Not in the US it isn't. Non-profit vs for-profit is a distinction in state
corporation law. Not all non-profit organizations receive an exemption
from
taxation. Tax exemption (at least under federal law, but most states
follow
the federal) is governed by section 501 of the Internal Revenue Code (IRC).
Charity vs not being charity may 1) no legal distinction in some cases
and 2) Wikimedia Foundation could be no charity
in some definition of
non-US jurisdiction (and at worse it may be taken as deceitful).
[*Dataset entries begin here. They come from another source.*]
//! HTTP seam for feature queries.

use std::future::Future;
use std::pin::Pin;
use std::sync::atomic::{AtomicUsize, Ordering};
use std::time::Duration;

use bytes::Bytes;
use parking_lot::Mutex;
use reqwest::Url;

use crate::error::FetchError;

/// Type alias for a boxed future that can be sent between threads.
pub type BoxFuture<'a, T> = Pin<Box<dyn Future<Output = T> + Send + 'a>>;

/// Issues one GET with the given query-string pairs and returns the body.
///
/// Implementations must be `Send + Sync` for use across async tasks.
pub trait FeatureTransport: Send + Sync {
    fn get(&self, params: Vec<(String, String)>) -> BoxFuture<'_, Result<Bytes, FetchError>>;
}

/// Feature service reached over HTTP.
pub struct HttpTransport {
    endpoint: Url,
    client: reqwest::Client,
}

impl HttpTransport {
    pub fn new(endpoint: &str, timeout: Duration) -> Result<Self, FetchError> {
        let endpoint = Url::parse(endpoint).map_err(|e| {
            FetchError::invalid_query(format!("invalid feature service url {endpoint:?}: {e}"))
        })?;
        let client = reqwest::Client::builder()
            .timeout(timeout)
            .build()
            .map_err(|e| FetchError::transport_with("failed to build HTTP client", e))?;
        Ok(Self { endpoint, client })
    }

    /// Shares a client (and its connection pool) with other HTTP sources.
    pub fn with_client(mut self, client: reqwest::Client) -> Self {
        self.client = client;
        self
    }
}

impl FeatureTransport for HttpTransport {
    fn get(&self, params: Vec<(String, String)>) -> BoxFuture<'_, Result<Bytes, FetchError>> {
        Box::pin(async move {
            let resp = self
                .client
                .get(self.endpoint.clone())
                .query(&params)
                .send()
                .await
                .map_err(|e| FetchError::transport_with("feature query failed", e))?;

            if !resp.status().is_success() {
                return Err(FetchError::transport(format!(
                    "feature service returned HTTP {}",
                    resp.status()
                )));
            }

            resp.bytes()
                .await
                .map_err(|e| FetchError::transport_with("failed to read feature response", e))
        })
    }
}

type Responder = dyn Fn(&[(String, String)]) -> Result<Bytes, FetchError> + Send + Sync;

/// Transport answering from a closure, for tests and offline runs.
/// Keeps every request it was asked to send.
pub struct FnTransport {
    respond: Box<Responder>,
    requests: Mutex<Vec<Vec<(String, String)>>>,
    calls: AtomicUsize,
}

impl FnTransport {
    pub fn new<F>(respond: F) -> Self
    where
        F: Fn(&[(String, String)]) -> Result<Bytes, FetchError> + Send + Sync + 'static,
    {
        Self {
            respond: Box::new(respond),
            requests: Mutex::new(Vec::new()),
            calls: AtomicUsize::new(0),
        }
    }

    pub fn call_count(&self) -> usize {
        self.calls.load(Ordering::Relaxed)
    }

    pub fn requests(&self) -> Vec<Vec<(String, String)>> {
        self.requests.lock().clone()
    }
}

impl FeatureTransport for FnTransport {
    fn get(&self, params: Vec<(String, String)>) -> BoxFuture<'_, Result<Bytes, FetchError>> {
        self.calls.fetch_add(1, Ordering::Relaxed);
        let result = (self.respond)(&params);
        self.requests.lock().push(params);
        Box::pin(async move { result })
    }
}
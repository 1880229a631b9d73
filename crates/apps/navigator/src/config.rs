//! Environment and command-line configuration.

use std::env;
use std::time::Duration;

use clap::Parser;
use feature_service::{QueryParams, RetryPolicy};
use foundation::{BoundingBox, SpatialRef};
use streaming::{EvictionPolicy, DEFAULT_MAX_ENTRIES};

#[derive(Debug, Clone, PartialEq, Eq)]
pub enum ConfigError {
    InvalidValue { key: String, value: String },
    InvalidBbox(String),
}

impl std::fmt::Display for ConfigError {
    fn fmt(&self, f: &mut std::fmt::Formatter<'_>) -> std::fmt::Result {
        match self {
            ConfigError::InvalidValue { key, value } => {
                write!(f, "invalid value for {key}: {value:?}")
            }
            ConfigError::InvalidBbox(raw) => {
                write!(f, "invalid bbox {raw:?}, expected minx,miny,maxx,maxy")
            }
        }
    }
}

impl std::error::Error for ConfigError {}

/// Upper bound for `HTTP_TIMEOUT_SECS`.
const MAX_HTTP_TIMEOUT_SECS: f64 = 3600.0;

#[derive(Parser, Debug)]
#[command(author, version, about = "Discover 360° captures and walk through their imagery")]
pub struct Args {
    /// Bounding box: minx,miny,maxx,maxy in the configured SRS
    #[arg(long)]
    pub bbox: Option<String>,

    /// Recording id to restrict the query to (repeatable)
    #[arg(long = "recording")]
    pub recordings: Vec<String>,

    /// CQL filter sent as-is; overrides --bbox and --recording
    #[arg(long)]
    pub filter: Option<String>,

    /// Navigation steps to walk after selecting
    #[arg(long, default_value_t = 3)]
    pub steps: u32,

    /// Feature service endpoint (default: FEATURE_SERVICE_URL)
    #[arg(long)]
    pub feature_service_url: Option<String>,

    /// Imagery server base URL (default: IMAGERY_URL)
    #[arg(long)]
    pub imagery_url: Option<String>,

    /// Keep at most one feature selected
    #[arg(long)]
    pub single: bool,
}

#[derive(Debug, Clone, PartialEq)]
pub struct NavigatorConfig {
    pub feature_service_url: String,
    pub type_name: String,
    pub srs: SpatialRef,
    pub geometry_property: Option<String>,
    pub max_features: u32,
    pub imagery_url: String,
    pub cache_max_entries: usize,
    pub cache_policy: EvictionPolicy,
    pub image_width: u32,
    pub image_height: u32,
    pub image_mode: Option<String>,
    pub http_timeout: Duration,
    pub http_attempts: u32,
    pub multi_select: bool,
}

impl NavigatorConfig {
    pub fn from_env() -> Result<Self, ConfigError> {
        Self::from_lookup(&|key| env::var(key).ok())
    }

    /// Reads every setting through `lookup`; unset or empty keys take their
    /// defaults, unparsable numbers too.
    pub fn from_lookup(lookup: &dyn Fn(&str) -> Option<String>) -> Result<Self, ConfigError> {
        let srs = match env_var_string(lookup, "FEATURE_SRS") {
            Some(raw) => SpatialRef::parse(&raw).ok_or_else(|| ConfigError::InvalidValue {
                key: "FEATURE_SRS".into(),
                value: raw,
            })?,
            None => SpatialRef::WGS84,
        };
        let cache_policy = match env_var_string(lookup, "IMAGERY_CACHE_POLICY") {
            Some(raw) => EvictionPolicy::parse(&raw).ok_or_else(|| ConfigError::InvalidValue {
                key: "IMAGERY_CACHE_POLICY".into(),
                value: raw,
            })?,
            None => EvictionPolicy::Fifo,
        };

        Ok(Self {
            feature_service_url: env_var_string(lookup, "FEATURE_SERVICE_URL")
                .unwrap_or_else(|| "http://localhost:8080/geoserver/wfs".to_string()),
            type_name: env_var_string(lookup, "FEATURE_TYPE_NAME")
                .unwrap_or_else(|| "horus:frames".to_string()),
            srs,
            geometry_property: env_var_string(lookup, "FEATURE_GEOMETRY_PROPERTY"),
            max_features: env_var_u32(lookup, "FEATURE_MAX_FEATURES", 500),
            imagery_url: env_var_string(lookup, "IMAGERY_URL")
                .unwrap_or_else(|| "http://localhost:5050/web/".to_string()),
            cache_max_entries: env_var_usize(
                lookup,
                "IMAGERY_CACHE_MAX_ENTRIES",
                DEFAULT_MAX_ENTRIES,
            ),
            cache_policy,
            image_width: env_var_u32(lookup, "IMAGERY_WIDTH", 600),
            image_height: env_var_u32(lookup, "IMAGERY_HEIGHT", 600),
            image_mode: env_var_string(lookup, "IMAGERY_MODE"),
            http_timeout: http_timeout(env_var_f64(lookup, "HTTP_TIMEOUT_SECS", 20.0)),
            http_attempts: env_var_u32(lookup, "HTTP_ATTEMPTS", 1).max(1),
            multi_select: env_var_bool(lookup, "MULTI_SELECT", true),
        })
    }

    /// Command-line values win over the environment.
    pub fn apply_args(&mut self, args: &Args) {
        if let Some(url) = &args.feature_service_url {
            self.feature_service_url = url.clone();
        }
        if let Some(url) = &args.imagery_url {
            self.imagery_url = url.clone();
        }
        if args.single {
            self.multi_select = false;
        }
    }

    pub fn retry_policy(&self) -> RetryPolicy {
        RetryPolicy {
            attempts: self.http_attempts,
            ..RetryPolicy::default()
        }
    }

    /// Feature query for `args`, in the configured SRS.
    pub fn query_params(&self, args: &Args) -> Result<QueryParams, ConfigError> {
        let mut params = QueryParams::new(self.type_name.clone())
            .with_srs(self.srs)
            .with_max_features(self.max_features)
            .with_recording_ids(args.recordings.iter().cloned());

        if let Some(raw) = &args.bbox {
            let b = BoundingBox::parse(raw).ok_or_else(|| ConfigError::InvalidBbox(raw.clone()))?;
            params = params.with_bbox(BoundingBox::with_srs(
                b.min_x, b.min_y, b.max_x, b.max_y, self.srs,
            ));
        }
        if let Some(property) = &self.geometry_property {
            params = params.with_geometry_property(property.clone());
        }
        if let Some(filter) = &args.filter {
            params = params.with_filter(filter.clone());
        }
        Ok(params)
    }
}

fn env_var_string(lookup: &dyn Fn(&str) -> Option<String>, key: &str) -> Option<String> {
    lookup(key)
        .map(|v| v.trim().to_string())
        .filter(|v| !v.is_empty())
}

fn env_var_u32(lookup: &dyn Fn(&str) -> Option<String>, key: &str, default: u32) -> u32 {
    lookup(key)
        .and_then(|v| v.trim().parse().ok())
        .unwrap_or(default)
}

fn env_var_usize(lookup: &dyn Fn(&str) -> Option<String>, key: &str, default: usize) -> usize {
    lookup(key)
        .and_then(|v| v.trim().parse().ok())
        .unwrap_or(default)
}

fn env_var_f64(lookup: &dyn Fn(&str) -> Option<String>, key: &str, default: f64) -> f64 {
    lookup(key)
        .and_then(|v| v.trim().parse().ok())
        .filter(|v: &f64| v.is_finite())
        .unwrap_or(default)
}

/// Seconds clamped to `[0.1, MAX_HTTP_TIMEOUT_SECS]`.
fn http_timeout(secs: f64) -> Duration {
    Duration::from_secs_f64(secs.clamp(0.1, MAX_HTTP_TIMEOUT_SECS))
}

fn env_var_bool(lookup: &dyn Fn(&str) -> Option<String>, key: &str, default: bool) -> bool {
    match lookup(key).map(|v| v.trim().to_ascii_lowercase()).as_deref() {
        Some("1" | "true" | "yes" | "on") => true,
        Some("0" | "false" | "no" | "off") => false,
        _ => default,
    }
}

#[cfg(test)]
mod tests {
    use super::{Args, ConfigError, NavigatorConfig};
    use clap::Parser;
    use foundation::SpatialRef;
    use pretty_assertions::assert_eq;
    use std::collections::HashMap;
    use std::time::Duration;
    use streaming::EvictionPolicy;

    fn config(vars: &[(&str, &str)]) -> Result<NavigatorConfig, ConfigError> {
        let map: HashMap<String, String> = vars
            .iter()
            .map(|(k, v)| (k.to_string(), v.to_string()))
            .collect();
        NavigatorConfig::from_lookup(&|key| map.get(key).cloned())
    }

    #[test]
    fn defaults_apply_when_nothing_is_set() {
        let cfg = config(&[]).unwrap();
        assert_eq!(cfg.type_name, "horus:frames");
        assert_eq!(cfg.srs, SpatialRef::WGS84);
        assert_eq!(cfg.cache_max_entries, 50);
        assert_eq!(cfg.cache_policy, EvictionPolicy::Fifo);
        assert_eq!((cfg.image_width, cfg.image_height), (600, 600));
        assert_eq!(cfg.http_timeout, Duration::from_secs(20));
        assert_eq!(cfg.http_attempts, 1);
        assert!(cfg.multi_select);
        assert_eq!(cfg.geometry_property, None);
    }

    #[test]
    fn environment_overrides_defaults() {
        let cfg = config(&[
            ("FEATURE_SRS", "EPSG:28992"),
            ("IMAGERY_CACHE_MAX_ENTRIES", "8"),
            ("IMAGERY_CACHE_POLICY", "LRU"),
            ("HTTP_ATTEMPTS", "3"),
            ("MULTI_SELECT", "false"),
            ("FEATURE_GEOMETRY_PROPERTY", " the_geom "),
        ])
        .unwrap();
        assert_eq!(cfg.srs, SpatialRef(28992));
        assert_eq!(cfg.cache_max_entries, 8);
        assert_eq!(cfg.cache_policy, EvictionPolicy::Lru);
        assert_eq!(cfg.retry_policy().attempts, 3);
        assert!(!cfg.multi_select);
        assert_eq!(cfg.geometry_property.as_deref(), Some("the_geom"));
    }

    #[test]
    fn timeout_is_clamped_to_a_sane_range() {
        let huge = config(&[("HTTP_TIMEOUT_SECS", "1e300")]).unwrap();
        assert_eq!(huge.http_timeout, Duration::from_secs(3600));

        let tiny = config(&[("HTTP_TIMEOUT_SECS", "-5")]).unwrap();
        assert_eq!(tiny.http_timeout.as_millis(), 100);

        let inf = config(&[("HTTP_TIMEOUT_SECS", "inf")]).unwrap();
        assert_eq!(inf.http_timeout, Duration::from_secs(20));
    }

    #[test]
    fn unknown_policy_is_rejected() {
        let err = config(&[("IMAGERY_CACHE_POLICY", "random")]).unwrap_err();
        assert_eq!(
            err,
            ConfigError::InvalidValue {
                key: "IMAGERY_CACHE_POLICY".into(),
                value: "random".into()
            }
        );
    }

    #[test]
    fn cli_builds_query_in_configured_srs() {
        let cfg = config(&[("FEATURE_SRS", "3857")]).unwrap();
        let args = Args::try_parse_from([
            "navigator",
            "--bbox",
            "10,20,30,40",
            "--recording",
            "a",
            "--recording",
            "b",
        ])
        .unwrap();

        let params = cfg.query_params(&args).unwrap();
        let bbox = params.bbox.unwrap();
        assert_eq!(bbox.coords(), [10.0, 20.0, 30.0, 40.0]);
        assert_eq!(bbox.srs, SpatialRef::WEB_MERCATOR);
        assert_eq!(params.recording_ids, vec!["a".to_string(), "b".to_string()]);
        assert_eq!(params.max_features, Some(500));
        assert_eq!(args.steps, 3);
    }

    #[test]
    fn malformed_bbox_is_a_config_error() {
        let cfg = config(&[]).unwrap();
        let args = Args::try_parse_from(["navigator", "--bbox", "1,2,3"]).unwrap();
        assert!(matches!(cfg.query_params(&args), Err(ConfigError::InvalidBbox(_))));
    }

    #[test]
    fn cli_overrides_win() {
        let mut cfg = config(&[("FEATURE_SERVICE_URL", "http://env/wfs")]).unwrap();
        let args = Args::try_parse_from([
            "navigator",
            "--feature-service-url",
            "http://cli/wfs",
            "--single",
        ])
        .unwrap();
        cfg.apply_args(&args);
        assert_eq!(cfg.feature_service_url, "http://cli/wfs");
        assert!(!cfg.multi_select);
    }
}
Well, the term "charity" is less specific. The WMF was granted an
exemption
from taxation under 501(c)(3) of the IRC, which exempts "Corporations, and
any community chest, fund, or foundation, organized and operated
exclusively
for religious, charitable, scientific, testing for public safety, literary,
or educational purposes... [cutting out other relevant details]" It is my
understanding that the WMF applied for exemption under the category of
"educational purposes", not "charitable purposes", however, the IRS
refers
to 501(c)(3) organizations in general as "charitable organizations". They
also make a distinction between "private foundations" and "public
charities"
based on section 509 of the IRC. (See
http://www.irs.gov/charities/charitable/article/0,,id=136459,00.html for
more information on these last two sentences.)
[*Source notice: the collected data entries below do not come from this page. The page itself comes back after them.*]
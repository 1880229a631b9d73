//! Imagery sources.
//!
//! `ImagerySource` is the seam between the pipeline and the network:
//! - `HttpImagerySource` talks to the imagery server.
//! - `MemoryImagerySource` serves canned images for tests and offline use.

use std::collections::HashMap;
use std::future::Future;
use std::pin::Pin;
use std::sync::atomic::{AtomicUsize, Ordering};
use std::time::Duration;

use parking_lot::RwLock;
use reqwest::Url;

use crate::cache::Image;
use crate::request::ImageryRequest;

/// Type alias for a boxed future that can be sent between threads.
pub type BoxFuture<'a, T> = Pin<Box<dyn Future<Output = T> + Send + 'a>>;

#[derive(Debug, Clone, PartialEq, Eq)]
pub enum ImageryError {
    InvalidUrl(String),
    Transport(String),
    Status(u16),
    NotFound,
}

impl std::fmt::Display for ImageryError {
    fn fmt(&self, f: &mut std::fmt::Formatter<'_>) -> std::fmt::Result {
        match self {
            ImageryError::InvalidUrl(msg) => write!(f, "invalid imagery url: {msg}"),
            ImageryError::Transport(msg) => write!(f, "imagery request failed: {msg}"),
            ImageryError::Status(code) => write!(f, "imagery server returned HTTP {code}"),
            ImageryError::NotFound => write!(f, "imagery not found"),
        }
    }
}

impl std::error::Error for ImageryError {}

/// Produces encoded image bytes for a request.
///
/// Implementations must be `Send + Sync` for use across async tasks.
pub trait ImagerySource: Send + Sync {
    fn fetch(&self, request: ImageryRequest) -> BoxFuture<'_, Result<Image, ImageryError>>;
}

/// Imagery server reached over HTTP.
///
/// Requests go to `{base}/images/{recording_id}/{item_id}?scale=..&yaw=..`.
pub struct HttpImagerySource {
    base_url: Url,
    client: reqwest::Client,
}

impl HttpImagerySource {
    pub fn new(base_url: &str, timeout: Duration) -> Result<Self, ImageryError> {
        let base_url =
            Url::parse(base_url).map_err(|e| ImageryError::InvalidUrl(e.to_string()))?;
        let client = reqwest::Client::builder()
            .timeout(timeout)
            .build()
            .map_err(|e| ImageryError::Transport(e.to_string()))?;
        Ok(Self { base_url, client })
    }

    pub fn with_client(mut self, client: reqwest::Client) -> Self {
        self.client = client;
        self
    }

    pub fn request_url(&self, request: &ImageryRequest) -> Result<Url, ImageryError> {
        let mut url = self.base_url.clone();
        url.path_segments_mut()
            .map_err(|_| ImageryError::InvalidUrl(self.base_url.to_string()))?
            .pop_if_empty()
            .extend([
                "images",
                request.key.recording_id.as_str(),
                request.key.item_id.as_str(),
            ]);
        url.query_pairs_mut()
            .extend_pairs(request.query_pairs());
        Ok(url)
    }
}

impl ImagerySource for HttpImagerySource {
    fn fetch(&self, request: ImageryRequest) -> BoxFuture<'_, Result<Image, ImageryError>> {
        Box::pin(async move {
            let url = self.request_url(&request)?;
            let resp = self
                .client
                .get(url)
                .send()
                .await
                .map_err(|e| ImageryError::Transport(e.to_string()))?;

            if resp.status() == reqwest::StatusCode::NOT_FOUND {
                return Err(ImageryError::NotFound);
            }
            if !resp.status().is_success() {
                return Err(ImageryError::Status(resp.status().as_u16()));
            }

            let content_type = resp
                .headers()
                .get(reqwest::header::CONTENT_TYPE)
                .and_then(|v| v.to_str().ok())
                .map(str::to_string);

            let bytes = resp
                .bytes()
                .await
                .map_err(|e| ImageryError::Transport(e.to_string()))?;

            let image = Image::new(bytes);
            Ok(match content_type {
                Some(ct) => image.with_content_type(ct),
                None => image,
            })
        })
    }
}

/// In-memory source keyed by `(recording_id, item_id)`; ignores camera
/// parameters. Counts every fetch so tests can assert cache behaviour.
#[derive(Debug, Default)]
pub struct MemoryImagerySource {
    images: RwLock<HashMap<(String, String), Image>>,
    fetches: AtomicUsize,
}

impl MemoryImagerySource {
    pub fn new() -> Self {
        Self::default()
    }

    pub fn set_image(&self, recording_id: &str, item_id: &str, image: Image) {
        self.images
            .write()
            .insert((recording_id.to_string(), item_id.to_string()), image);
    }

    pub fn fetch_count(&self) -> usize {
        self.fetches.load(Ordering::Relaxed)
    }
}

impl ImagerySource for MemoryImagerySource {
    fn fetch(&self, request: ImageryRequest) -> BoxFuture<'_, Result<Image, ImageryError>> {
        self.fetches.fetch_add(1, Ordering::Relaxed);
        let found = self
            .images
            .read()
            .get(&(request.key.recording_id, request.key.item_id))
            .cloned();
        Box::pin(async move { found.ok_or(ImageryError::NotFound) })
    }
}

#[cfg(test)]
mod tests {
    use super::{HttpImagerySource, ImageryError, ImagerySource, MemoryImagerySource};
    use crate::cache::Image;
    use crate::request::{ImageryKey, ImageryRequest};
    use std::time::Duration;

    #[test]
    fn url_embeds_ids_and_encodes_them() {
        let src = HttpImagerySource::new("http://10.0.10.100:5050/web/", Duration::from_secs(5))
            .unwrap();
        let req = ImageryRequest::new(ImageryKey::new("Rotterdam 2023", "a/b")).with_size(600, 600);
        let url = src.request_url(&req).unwrap();
        assert_eq!(url.path(), "/web/images/Rotterdam%202023/a%2Fb");
        let query = url.query().unwrap();
        assert!(query.starts_with("yaw=0&pitch=-30&roll=0&fov=90"));
        assert!(query.ends_with("width=600&height=600"));
    }

    #[test]
    fn rejects_unparsable_base_url() {
        let err = HttpImagerySource::new("not a url", Duration::from_secs(1)).err();
        assert!(matches!(err, Some(ImageryError::InvalidUrl(_))));
    }

    #[tokio::test]
    async fn memory_source_serves_known_images() {
        let src = MemoryImagerySource::new();
        src.set_image("r", "i", Image::new(&b"jpeg"[..]));

        let hit = src.fetch(ImageryRequest::new(ImageryKey::new("r", "i"))).await;
        assert_eq!(hit.unwrap().bytes.as_ref(), b"jpeg");

        let miss = src.fetch(ImageryRequest::new(ImageryKey::new("r", "x"))).await;
        assert_eq!(miss, Err(ImageryError::NotFound));
        assert_eq!(src.fetch_count(), 2);
    }
}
That said, outside the United States I understand these terms are used much
differently. I've witnessed a lot of misunderstandings over this seemingly
US-specific (and maybe even IRS-specific?) terminology.
I am for adding "charitable" etc. but against replacing "charity"
etc.
with "non-profit".
I personally don't care one bit, but at least in the US, "non-profit" is
not
very specific.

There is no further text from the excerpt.